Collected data
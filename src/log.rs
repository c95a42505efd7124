// src/log.rs
//! File logging. Lines go to `.store/debug.log` with an uptime stamp, the
//! same place the interactive output never touches.
use std::fs::{self, OpenOptions};
use std::path::Path;
use std::sync::Mutex;

use tracing_subscriber::{fmt::time::uptime, EnvFilter};

/// Install the global subscriber. Level comes from `RUST_LOG` (default `info`).
/// Falls back to stderr when the log file cannot be opened.
/// Calling it again is harmless; the first subscriber stays.
pub fn init(log_file: &Path) {
    let filter = EnvFilter::try_from_default_env().unwrap_or_else(|_| EnvFilter::new("info"));

    if let Some(parent) = log_file.parent() {
        if !parent.as_os_str().is_empty() {
            let _ = fs::create_dir_all(parent);
        }
    }

    let result = match OpenOptions::new().create(true).append(true).open(log_file) {
        Ok(file) => tracing_subscriber::fmt()
            .with_env_filter(filter)
            .with_timer(uptime())
            .with_ansi(false)
            .with_target(false)
            .with_writer(Mutex::new(file))
            .try_init(),
        Err(_) => tracing_subscriber::fmt()
            .with_env_filter(filter)
            .with_timer(uptime())
            .with_target(false)
            .with_writer(std::io::stderr)
            .try_init(),
    };
    // Err only means a subscriber is already installed.
    let _ = result;
}

/// Info-level logging
#[macro_export]
macro_rules! logf {
    ($($arg:tt)*) => {
        ::tracing::info!($($arg)*)
    };
}

/// Debug-level logging
#[macro_export]
macro_rules! logd {
    ($($arg:tt)*) => {
        ::tracing::debug!($($arg)*)
    };
}

/// Warn-level logging
#[macro_export]
macro_rules! logw {
    ($($arg:tt)*) => {
        ::tracing::warn!($($arg)*)
    };
}

/// Error-level logging
#[macro_export]
macro_rules! loge {
    ($($arg:tt)*) => {
        ::tracing::error!($($arg)*)
    };
}
// src/extract/content.rs
//! Locating the article body.
//!
//! MediaWiki wraps the rendered article in `div.mw-parser-output`. Some pages
//! emit an empty `mw-parser-output` before the real one, so the container that
//! also carries the language-direction class (`mw-content-ltr`) is preferred.
//! Matchers are tried in order and the first hit wins.

use std::sync::LazyLock;

use scraper::{ElementRef, Html, Selector};

use crate::core::html::selector;

/// Ordered preference list: (label for logs, selector).
static MATCHERS: LazyLock<Vec<(&'static str, Selector)>> = LazyLock::new(|| {
    vec![
        ("primary", selector("div.mw-content-ltr.mw-parser-output")),
        ("generic", selector("div.mw-parser-output")),
    ]
});

/// The article-body subtree of a parsed document.
#[derive(Clone, Copy, Debug)]
pub struct ContentRegion<'a> {
    root: ElementRef<'a>,
}

impl<'a> ContentRegion<'a> {
    pub fn element(&self) -> ElementRef<'a> {
        self.root
    }
}

pub fn locate(doc: &Html) -> Option<ContentRegion<'_>> {
    for (label, sel) in MATCHERS.iter() {
        if let Some(root) = doc.select(sel).next() {
            logd!("Content region matched by {label} selector");
            return Some(ContentRegion { root });
        }
    }
    logd!("No content region found");
    None
}
// src/file.rs

use std::{
    fs::{self, File},
    io::{BufWriter, Write},
    path::{Path, PathBuf},
};

use crate::config::options::ExportOptions;
use crate::core::sanitize::sanitize_filename;
use crate::csv::write_table;
use crate::extract::table::Table;

/// Write `table` to `<export.dir>/<Title_slug>.<ext>`, overwriting.
/// Returns the path written to.
pub fn export_table(
    export: &ExportOptions,
    title: &str,
    table: &Table,
) -> Result<PathBuf, Box<dyn std::error::Error>> {
    ensure_directory(&export.dir)?;
    let path = export_path(&export.dir, title, export.format.ext());

    let file = File::create(&path)?; // truncate/overwrite
    let mut out = BufWriter::new(file);
    write_table(&mut out, table, export.format.delim())?;
    out.flush()?;

    logf!("Wrote table for \"{title}\" to {}", path.display());
    Ok(path)
}

pub fn export_path(dir: &Path, title: &str, ext: &str) -> PathBuf {
    dir.join(join!(&sanitize_filename(title), ".", ext))
}

pub fn ensure_directory(dir: &Path) -> Result<(), Box<dyn std::error::Error>> {
    if dir.as_os_str().is_empty() {
        return Ok(());
    }
    if dir.exists() && !dir.is_dir() {
        return Err(format!("Path exists but is not a directory: {}", dir.display()).into());
    }
    if !dir.exists() { fs::create_dir_all(dir)?; }
    Ok(())
}
// src/bin/cli.rs
use wiki_scrape::cli;

fn main() -> color_eyre::Result<()> {
    color_eyre::install()?;
    cli::run()
}
// src/extract/summary.rs
use std::fmt;

use scraper::Html;

use super::content::{locate, ContentRegion};
use crate::core::html::{inline_text, first_child_named};

/// Lead paragraph of an article, or which level the lookup failed at.
#[derive(Clone, Debug, PartialEq, Eq)]
pub enum SummaryText {
    Found(String),
    /// The page has no content region at all.
    ContentNotFound,
    /// Content region exists but has no top-level paragraph.
    SummaryNotFound,
}

impl SummaryText {
    pub fn is_found(&self) -> bool {
        matches!(self, SummaryText::Found(_))
    }
}

impl fmt::Display for SummaryText {
    fn fmt(&self, f: &mut fmt::Formatter<'_>) -> fmt::Result {
        match self {
            SummaryText::Found(text) => f.write_str(text),
            SummaryText::ContentNotFound => f.write_str("Content not found"),
            SummaryText::SummaryNotFound => f.write_str("Summary not found"),
        }
    }
}

/// First `<p>` that is a direct child of the region. Paragraphs nested in
/// infoboxes or side panels come earlier in document order and must not win.
pub fn summarize(region: &ContentRegion<'_>) -> SummaryText {
    match first_child_named(region.element(), "p") {
        Some(p) => SummaryText::Found(inline_text(p)),
        None => SummaryText::SummaryNotFound,
    }
}

pub fn summarize_document(doc: &Html) -> SummaryText {
    match locate(doc) {
        Some(region) => summarize(&region),
        None => SummaryText::ContentNotFound,
    }
}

**WHAT THE EXERCISE ASKS**
The answer should consist of every line above in which "None" appears.

**ANSWER FOR THE TASK**
    None
        None => SummaryText::SummaryNotFound,
        None => SummaryText::ContentNotFound,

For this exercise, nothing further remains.